» **PROBLEM DETAILS**
Repeat the lines of the data exactly, from the first one through the one that contains "impl FeedbackRepository for".

» **Collected data**
===============

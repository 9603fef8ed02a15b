//! PostgreSQL implementation of FeedbackRepository

use async_trait::async_trait;
use sqlx::PgPool;
use tracing::instrument;

use board_core::entities::Feedback;
use board_core::traits::{FeedbackRepository, RepoResult};

use crate::mappers::FeedbackInsert;
use crate::models::FeedbackModel;

use super::error::{map_db_error, map_insert_error};

/// Hard cap on a single "recent" read
const MAX_RECENT: i64 = 100;

/// PostgreSQL implementation of FeedbackRepository
#[derive(Clone)]
pub struct PgFeedbackRepository {
    pool: PgPool,
}

impl PgFeedbackRepository {
    pub fn new(pool: PgPool) -> Self {
        Self { pool }
    }
}

#[async_trait]
impl FeedbackRepository for PgFeedbackRepository {
    #[instrument(skip(self, feedback), fields(id = %feedback.id))]
    async fn create(&self, feedback: &Feedback) -> RepoResult<Feedback> {
        let row = FeedbackInsert::try_from(feedback)?;

        let stored = sqlx::query_as::<_, FeedbackModel>(
            r#"
            INSERT INTO feedback (id, name, comment, emoji, created_at)
            VALUES ($1, $2, $3, $4, $5)
            RETURNING id, name, comment, emoji, created_at
            "#,
        )
        .bind(row.id)
        .bind(row.name)
        .bind(row.comment)
        .bind(row.emoji)
        .bind(row.created_at)
        .fetch_one(&self.pool)
        .await
        .map_err(|e| map_insert_error(e, feedback.id))?;

        Ok(Feedback::from(stored))
    }

    #[instrument(skip(self))]
    async fn recent(&self, limit: i64) -> RepoResult<Vec<Feedback>> {
        let limit = limit.clamp(1, MAX_RECENT);

        let rows = sqlx::query_as::<_, FeedbackModel>(
            r#"
            SELECT id, name, comment, emoji, created_at
            FROM feedback
            ORDER BY created_at DESC, id DESC
            LIMIT $1
            "#,
        )
        .bind(limit)
        .fetch_all(&self.pool)
        .await
        .map_err(map_db_error)?;

        Ok(rows.into_iter().map(Feedback::from).collect())
    }

    #[instrument(skip(self))]
    async fn count(&self) -> RepoResult<i64> {
        sqlx::query_scalar::<_, i64>("SELECT COUNT(*) FROM feedback")
            .fetch_one(&self.pool)
            .await
            .map_err(map_db_error)
    }
}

===============

» **FINISHED TASK**
repository 9603fef8ed02a15b
//! PostgreSQL implementation of FeedbackRepository

use async_trait::async_trait;
use sqlx::PgPool;
use tracing::instrument;

use board_core::entities::Feedback;
use board_core::traits::{FeedbackRepository, RepoResult};

use crate::mappers::FeedbackInsert;
use crate::models::FeedbackModel;

use super::error::{map_db_error, map_insert_error};

/// Hard cap on a single "recent" read
const MAX_RECENT: i64 = 100;

/// PostgreSQL implementation of FeedbackRepository
#[derive(Clone)]
pub struct PgFeedbackRepository {
    pool: PgPool,
}

impl PgFeedbackRepository {
    pub fn new(pool: PgPool) -> Self {
        Self { pool }
    }
}

#[async_trait]
impl FeedbackRepository for PgFeedbackRepository {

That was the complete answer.